When describing Bullrich, friends note his dedication to public service, passionate drive for social justice and generosity of time and spirit to support those in need. So when Bullrich was diagnosed with amyotrophic lateral sclerosis, also known as ALS or Lou Gehrig’s disease, in 2021, a band of former Kellogg classmates sprang into action, led by Peter Schmitz ’96 MBA and his wife, Bronwyn Poole ’96 MBA.
“He’s just a really great guy, and everybody says that about their friends, but I always knew he would dedicate his life to improving the lives of others,” says Schmitz, who, along with Poole, has maintained a close friendship with Bullrich over the past 29 years.

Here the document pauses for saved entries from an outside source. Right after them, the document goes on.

mod common;

use anyhow::Result;
use reqwest::StatusCode;
use serde_json::{json, Value};

#[tokio::test]
async fn protected_routes_reject_missing_token() -> Result<()> {
    let server = common::ensure_server().await?;
    let client = reqwest::Client::new();

    for path in [
        "/api/auth/me",
        "/api/projects",
        "/api/units",
        "/api/leads",
        "/api/currencies",
        "/api/analytics/dashboard",
        "/api/units/export",
    ] {
        let resp = client.get(format!("{}{}", server.base_url, path)).send().await?;
        assert_eq!(resp.status(), StatusCode::UNAUTHORIZED, "expected 401 for {}", path);
        let body: Value = resp.json().await?;
        assert_eq!(body["success"], json!(false), "error envelope for {}", path);
    }
    Ok(())
}

#[tokio::test]
async fn protected_routes_reject_garbage_token() -> Result<()> {
    let server = common::ensure_server().await?;
    let client = reqwest::Client::new();

    let resp = client
        .get(format!("{}/api/projects", server.base_url))
        .bearer_auth("not-a-jwt")
        .send()
        .await?;
    assert_eq!(resp.status(), StatusCode::UNAUTHORIZED);
    Ok(())
}

#[tokio::test]
async fn register_validates_email_and_password() -> Result<()> {
    let server = common::ensure_server().await?;
    let client = reqwest::Client::new();

    // Malformed email fails validation before any storage access
    let resp = client
        .post(format!("{}/auth/register", server.base_url))
        .json(&json!({
            "email": "not-an-email",
            "password": "Password1",
            "organization_name": "Inmobiliaria Test"
        }))
        .send()
        .await?;
    assert_eq!(resp.status(), StatusCode::BAD_REQUEST);
    let body: Value = resp.json().await?;
    assert_eq!(body["success"], json!(false));

    // Weak password likewise
    let resp = client
        .post(format!("{}/auth/register", server.base_url))
        .json(&json!({
            "email": "admin@test.cl",
            "password": "short",
            "organization_name": "Inmobiliaria Test"
        }))
        .send()
        .await?;
    assert_eq!(resp.status(), StatusCode::BAD_REQUEST);
    Ok(())
}

#[tokio::test]
async fn refresh_rejects_invalid_token() -> Result<()> {
    let server = common::ensure_server().await?;
    let client = reqwest::Client::new();

    let resp = client
        .post(format!("{}/auth/refresh", server.base_url))
        .json(&json!({"refreshToken": "garbage"}))
        .send()
        .await?;
    // 401 with a secret configured, 503 when auth is unconfigured
    assert!(
        resp.status() == StatusCode::UNAUTHORIZED
            || resp.status() == StatusCode::SERVICE_UNAVAILABLE,
        "unexpected status {}",
        resp.status()
    );
    Ok(())
}

#[tokio::test]
async fn login_round_trip_when_database_present() -> Result<()> {
    let server = common::ensure_server().await?;
    if !common::database_available(server).await {
        eprintln!("skipping: no database behind test server");
        return Ok(());
    }
    let client = reqwest::Client::new();

    let email = format!("admin+{}@test.cl", uuid_suffix());
    let resp = client
        .post(format!("{}/auth/register", server.base_url))
        .json(&json!({
            "email": email,
            "password": "Password1",
            "first_name": "Ana",
            "organization_name": format!("Org {}", uuid_suffix())
        }))
        .send()
        .await?;
    assert_eq!(resp.status(), StatusCode::CREATED);
    let body: Value = resp.json().await?;
    let access = body["data"]["tokens"]["accessToken"].as_str().unwrap().to_string();

    // Access token works against a protected route
    let resp = client
        .get(format!("{}/api/auth/me", server.base_url))
        .bearer_auth(&access)
        .send()
        .await?;
    assert_eq!(resp.status(), StatusCode::OK);
    let me: Value = resp.json().await?;
    assert_eq!(me["data"]["user"]["email"], json!(email));
    assert!(me["data"]["user"].get("password_hash").is_none());

    // Wrong password is rejected
    let resp = client
        .post(format!("{}/auth/login", server.base_url))
        .json(&json!({"email": email, "password": "WrongPass1"}))
        .send()
        .await?;
    assert_eq!(resp.status(), StatusCode::UNAUTHORIZED);
    Ok(())
}

fn uuid_suffix() -> String {
    use std::time::{SystemTime, UNIX_EPOCH};
    let nanos = SystemTime::now().duration_since(UNIX_EPOCH).unwrap().subsec_nanos();
    format!("{}{}", std::process::id(), nanos)
}
use rust_decimal::Decimal;
use serde::{Deserialize, Serialize};
use sqlx::FromRow;
use uuid::Uuid;

#[derive(Debug, Clone, Serialize, Deserialize, FromRow)]
pub struct Currency {
    pub id: Uuid,
    pub code: String,
    pub name: String,
    pub symbol: String,
    pub decimal_places: i32,
    pub exchange_rate_to_usd: Decimal,
    pub is_active: bool,
}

ALS is a progressive and fatal neurodegenerative disease with an average survival rate of three years. There are an estimated 350,000 cases of ALS worldwide, and the symptoms and progression of the disease can vary greatly by person. The degeneration of neurons leads to muscle weakness and impaired speech, swallowing and breathing. The disease eventually results in paralysis and death.
“This disease does not define me,” Bullrich announced in April 2021, when he was serving in the Argentine Senate. “I live a happy and wonderful life, and this challenge confronts me with the need to do more things and to do them better.”
After his diagnosis, Bullrich began to search for ALS medical experts and turned to the Les Turner ALS Center at Northwestern Medicine, which for more than 40 years has been accelerating leading-edge research while providing life-enhancing treatment to people living with ALS.
Bullrich learned early on that, given the disease’s rapid progression, he was unlikely to bear witness to a cure — but that didn’t deter him from using his platform to steer resources toward ALS research so that others might one day experience brighter outcomes. In 2021 he established the Esteban Bullrich Foundation to fund ALS research and help families and ALS patients access medical support, advanced research and diagnostic tools.
“We are grateful for and inspired by those fundraising on behalf of Esteban Bullrich,” says Robert Kalb, director of the Les Turner ALS Center and the Joan and Paul Rubschlager Professor of Neurology in Northwestern’s Feinberg School of Medicine. “This devastating disease does not discriminate, and with every new case, we are acutely aware of the urgency to find a cure. Support for our research ensures our scientists and clinicians can continue to work tirelessly to find a way to end the suffering of ALS patients and their loved ones.”